---- DATA IN THIS EXERCISE

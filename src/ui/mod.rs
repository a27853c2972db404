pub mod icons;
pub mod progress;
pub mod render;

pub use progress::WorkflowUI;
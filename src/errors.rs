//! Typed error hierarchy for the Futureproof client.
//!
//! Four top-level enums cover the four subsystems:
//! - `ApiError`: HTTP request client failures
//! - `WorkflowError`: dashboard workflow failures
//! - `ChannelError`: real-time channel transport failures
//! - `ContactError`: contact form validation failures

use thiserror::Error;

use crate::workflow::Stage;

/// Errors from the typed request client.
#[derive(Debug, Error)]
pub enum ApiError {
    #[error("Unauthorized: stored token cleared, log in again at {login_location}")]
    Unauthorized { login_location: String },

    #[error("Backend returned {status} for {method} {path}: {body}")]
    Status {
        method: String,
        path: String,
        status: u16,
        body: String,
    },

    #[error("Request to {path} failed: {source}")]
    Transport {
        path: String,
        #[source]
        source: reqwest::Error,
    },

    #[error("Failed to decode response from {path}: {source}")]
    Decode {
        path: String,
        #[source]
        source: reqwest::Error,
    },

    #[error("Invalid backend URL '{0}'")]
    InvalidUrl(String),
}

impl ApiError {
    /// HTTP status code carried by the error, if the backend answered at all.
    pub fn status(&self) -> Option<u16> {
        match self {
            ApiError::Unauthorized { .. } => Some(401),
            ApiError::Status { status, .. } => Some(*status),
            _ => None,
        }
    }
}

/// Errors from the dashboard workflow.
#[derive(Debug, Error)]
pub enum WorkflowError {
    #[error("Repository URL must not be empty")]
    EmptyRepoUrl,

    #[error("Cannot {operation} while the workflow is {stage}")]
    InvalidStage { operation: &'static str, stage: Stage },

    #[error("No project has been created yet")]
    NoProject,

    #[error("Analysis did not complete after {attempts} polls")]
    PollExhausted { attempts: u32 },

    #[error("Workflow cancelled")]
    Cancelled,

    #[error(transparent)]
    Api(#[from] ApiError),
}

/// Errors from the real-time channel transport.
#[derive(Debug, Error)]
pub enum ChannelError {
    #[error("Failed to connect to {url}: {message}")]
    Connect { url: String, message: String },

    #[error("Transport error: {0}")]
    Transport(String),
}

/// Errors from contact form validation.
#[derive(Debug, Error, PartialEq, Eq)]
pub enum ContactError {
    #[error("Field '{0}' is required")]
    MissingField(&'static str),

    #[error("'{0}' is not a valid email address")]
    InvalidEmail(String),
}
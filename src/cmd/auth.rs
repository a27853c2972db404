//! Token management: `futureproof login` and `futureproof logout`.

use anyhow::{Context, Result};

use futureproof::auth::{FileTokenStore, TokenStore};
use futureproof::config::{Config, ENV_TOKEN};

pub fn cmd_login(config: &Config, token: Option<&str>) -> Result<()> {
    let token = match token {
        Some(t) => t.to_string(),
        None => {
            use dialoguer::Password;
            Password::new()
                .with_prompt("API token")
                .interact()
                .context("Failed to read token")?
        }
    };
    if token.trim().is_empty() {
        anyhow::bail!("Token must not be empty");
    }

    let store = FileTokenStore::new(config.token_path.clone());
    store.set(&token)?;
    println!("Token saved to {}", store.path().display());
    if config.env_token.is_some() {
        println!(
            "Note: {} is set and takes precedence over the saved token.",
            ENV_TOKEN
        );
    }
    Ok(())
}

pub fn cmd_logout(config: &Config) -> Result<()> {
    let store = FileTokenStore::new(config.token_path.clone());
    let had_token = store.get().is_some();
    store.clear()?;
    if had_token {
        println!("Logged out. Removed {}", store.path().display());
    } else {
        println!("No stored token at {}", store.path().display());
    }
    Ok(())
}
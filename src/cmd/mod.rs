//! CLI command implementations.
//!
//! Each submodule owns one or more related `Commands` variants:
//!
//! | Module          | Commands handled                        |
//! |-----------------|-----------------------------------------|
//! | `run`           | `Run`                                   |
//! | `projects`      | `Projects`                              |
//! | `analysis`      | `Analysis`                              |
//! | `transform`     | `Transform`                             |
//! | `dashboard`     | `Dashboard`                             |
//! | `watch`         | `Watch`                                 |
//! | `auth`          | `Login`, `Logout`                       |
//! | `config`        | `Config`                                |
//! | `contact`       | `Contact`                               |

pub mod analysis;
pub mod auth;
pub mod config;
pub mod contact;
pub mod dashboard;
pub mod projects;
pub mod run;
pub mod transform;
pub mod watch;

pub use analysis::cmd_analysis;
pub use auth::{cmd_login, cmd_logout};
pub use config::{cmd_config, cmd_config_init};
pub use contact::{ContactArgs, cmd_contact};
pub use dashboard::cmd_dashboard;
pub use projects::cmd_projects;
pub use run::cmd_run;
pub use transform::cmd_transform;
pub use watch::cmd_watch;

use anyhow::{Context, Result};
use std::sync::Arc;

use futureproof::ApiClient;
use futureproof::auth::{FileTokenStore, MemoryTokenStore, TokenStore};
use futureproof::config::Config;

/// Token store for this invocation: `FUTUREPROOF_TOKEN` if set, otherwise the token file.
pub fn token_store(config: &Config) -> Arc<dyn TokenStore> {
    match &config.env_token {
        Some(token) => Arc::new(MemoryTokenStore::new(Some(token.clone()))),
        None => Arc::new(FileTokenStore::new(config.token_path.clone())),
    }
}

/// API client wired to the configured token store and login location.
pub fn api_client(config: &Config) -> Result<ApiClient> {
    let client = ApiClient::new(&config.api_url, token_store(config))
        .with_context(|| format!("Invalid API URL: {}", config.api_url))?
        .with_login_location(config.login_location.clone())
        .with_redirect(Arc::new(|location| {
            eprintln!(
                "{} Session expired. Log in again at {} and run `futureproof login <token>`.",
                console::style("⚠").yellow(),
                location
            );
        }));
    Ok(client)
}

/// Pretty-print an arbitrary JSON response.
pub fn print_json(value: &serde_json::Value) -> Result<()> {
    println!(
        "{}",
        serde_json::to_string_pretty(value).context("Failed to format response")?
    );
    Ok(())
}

--------
---- DATA IN THIS EXERCISE

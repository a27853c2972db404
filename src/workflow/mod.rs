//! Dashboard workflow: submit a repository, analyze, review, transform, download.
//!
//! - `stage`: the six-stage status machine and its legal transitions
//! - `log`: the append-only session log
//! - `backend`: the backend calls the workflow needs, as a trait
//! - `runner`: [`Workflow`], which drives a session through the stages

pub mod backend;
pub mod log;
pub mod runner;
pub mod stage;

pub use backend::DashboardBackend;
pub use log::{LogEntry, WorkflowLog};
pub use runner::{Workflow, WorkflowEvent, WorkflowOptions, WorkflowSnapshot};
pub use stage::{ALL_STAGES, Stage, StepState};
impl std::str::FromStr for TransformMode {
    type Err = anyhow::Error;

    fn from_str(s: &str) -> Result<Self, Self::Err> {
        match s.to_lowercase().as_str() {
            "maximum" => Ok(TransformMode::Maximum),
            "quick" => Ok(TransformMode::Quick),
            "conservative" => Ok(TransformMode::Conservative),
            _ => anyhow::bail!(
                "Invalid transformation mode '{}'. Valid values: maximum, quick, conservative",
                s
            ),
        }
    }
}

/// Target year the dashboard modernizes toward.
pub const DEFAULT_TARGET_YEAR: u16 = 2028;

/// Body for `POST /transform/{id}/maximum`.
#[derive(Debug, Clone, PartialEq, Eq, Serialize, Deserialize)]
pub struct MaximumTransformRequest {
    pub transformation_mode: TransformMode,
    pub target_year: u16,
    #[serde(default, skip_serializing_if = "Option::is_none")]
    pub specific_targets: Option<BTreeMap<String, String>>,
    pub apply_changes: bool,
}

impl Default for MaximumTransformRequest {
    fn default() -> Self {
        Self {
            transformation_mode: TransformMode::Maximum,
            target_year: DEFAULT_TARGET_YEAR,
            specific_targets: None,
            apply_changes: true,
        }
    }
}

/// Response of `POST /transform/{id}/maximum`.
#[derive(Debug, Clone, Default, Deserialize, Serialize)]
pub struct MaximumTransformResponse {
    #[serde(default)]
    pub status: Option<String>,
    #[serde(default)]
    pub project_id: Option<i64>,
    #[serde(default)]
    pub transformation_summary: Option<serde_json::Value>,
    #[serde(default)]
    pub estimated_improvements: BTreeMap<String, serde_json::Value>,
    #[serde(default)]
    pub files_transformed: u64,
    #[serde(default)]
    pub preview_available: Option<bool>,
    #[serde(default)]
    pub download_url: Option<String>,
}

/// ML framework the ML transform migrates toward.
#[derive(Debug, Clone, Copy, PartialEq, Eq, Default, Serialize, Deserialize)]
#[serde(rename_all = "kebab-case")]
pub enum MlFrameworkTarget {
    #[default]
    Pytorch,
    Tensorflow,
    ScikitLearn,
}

--------

### WHAT THE TASK REQUIRES
State how many lines in the records above contain the word "bool", and give only that number.

### RESULT
2